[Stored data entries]
Start of Block

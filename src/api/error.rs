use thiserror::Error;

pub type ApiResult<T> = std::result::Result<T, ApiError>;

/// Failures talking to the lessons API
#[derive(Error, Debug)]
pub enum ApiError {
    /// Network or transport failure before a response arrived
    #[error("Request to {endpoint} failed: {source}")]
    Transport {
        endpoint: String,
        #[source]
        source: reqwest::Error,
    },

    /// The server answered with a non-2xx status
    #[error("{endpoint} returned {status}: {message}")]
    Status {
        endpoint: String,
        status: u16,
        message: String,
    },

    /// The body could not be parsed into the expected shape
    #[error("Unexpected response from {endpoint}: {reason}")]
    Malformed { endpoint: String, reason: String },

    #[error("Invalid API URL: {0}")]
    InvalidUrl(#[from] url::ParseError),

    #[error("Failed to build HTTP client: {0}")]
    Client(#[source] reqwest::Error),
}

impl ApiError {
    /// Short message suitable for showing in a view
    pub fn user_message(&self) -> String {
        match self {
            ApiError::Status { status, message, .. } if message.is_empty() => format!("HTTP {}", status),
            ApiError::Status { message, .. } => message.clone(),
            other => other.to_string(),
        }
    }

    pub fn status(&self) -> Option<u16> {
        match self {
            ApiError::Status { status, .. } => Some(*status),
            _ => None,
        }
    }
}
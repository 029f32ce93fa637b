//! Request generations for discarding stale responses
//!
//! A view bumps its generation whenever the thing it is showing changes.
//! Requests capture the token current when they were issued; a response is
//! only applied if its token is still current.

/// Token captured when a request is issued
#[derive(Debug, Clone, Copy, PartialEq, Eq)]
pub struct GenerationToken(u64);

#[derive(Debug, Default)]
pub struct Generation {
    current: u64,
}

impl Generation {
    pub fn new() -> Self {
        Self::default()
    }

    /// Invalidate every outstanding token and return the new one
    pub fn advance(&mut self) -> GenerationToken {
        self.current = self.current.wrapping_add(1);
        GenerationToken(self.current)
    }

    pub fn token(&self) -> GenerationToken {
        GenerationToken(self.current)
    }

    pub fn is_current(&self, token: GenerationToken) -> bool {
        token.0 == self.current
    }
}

End of Block

## Task objective
What is needed is an exact repetition of all the entries above.

## Expected output
filename src/api/error.rs
use thiserror::Error;

pub type ApiResult<T> = std::result::Result<T, ApiError>;

/// Failures talking to the lessons API
#[derive(Error, Debug)]
pub enum ApiError {
    /// Network or transport failure before a response arrived
    #[error("Request to {endpoint} failed: {source}")]
    Transport {
        endpoint: String,
        #[source]
        source: reqwest::Error,
    },

    /// The server answered with a non-2xx status
    #[error("{endpoint} returned {status}: {message}")]
    Status {
        endpoint: String,
        status: u16,
        message: String,
    },

    /// The body could not be parsed into the expected shape
    #[error("Unexpected response from {endpoint}: {reason}")]
    Malformed { endpoint: String, reason: String },

    #[error("Invalid API URL: {0}")]
    InvalidUrl(#[from] url::ParseError),

    #[error("Failed to build HTTP client: {0}")]
    Client(#[source] reqwest::Error),
}

impl ApiError {
    /// Short message suitable for showing in a view
    pub fn user_message(&self) -> String {
        match self {
            ApiError::Status { status, message, .. } if message.is_empty() => format!("HTTP {}", status),
            ApiError::Status { message, .. } => message.clone(),
            other => other.to_string(),
        }
    }

    pub fn status(&self) -> Option<u16> {
        match self {
            ApiError::Status { status, .. } => Some(*status),
            _ => None,
        }
    }
}
repository 029f32ce93fa637b
//! Request generations for discarding stale responses
//!
//! A view bumps its generation whenever the thing it is showing changes.
//! Requests capture the token current when they were issued; a response is
//! only applied if its token is still current.

/// Token captured when a request is issued
#[derive(Debug, Clone, Copy, PartialEq, Eq)]
pub struct GenerationToken(u64);

#[derive(Debug, Default)]
pub struct Generation {
    current: u64,
}

impl Generation {
    pub fn new() -> Self {
        Self::default()
    }

    /// Invalidate every outstanding token and return the new one
    pub fn advance(&mut self) -> GenerationToken {
        self.current = self.current.wrapping_add(1);
        GenerationToken(self.current)
    }

    pub fn token(&self) -> GenerationToken {
        GenerationToken(self.current)
    }

    pub fn is_current(&self, token: GenerationToken) -> bool {
        token.0 == self.current
    }
}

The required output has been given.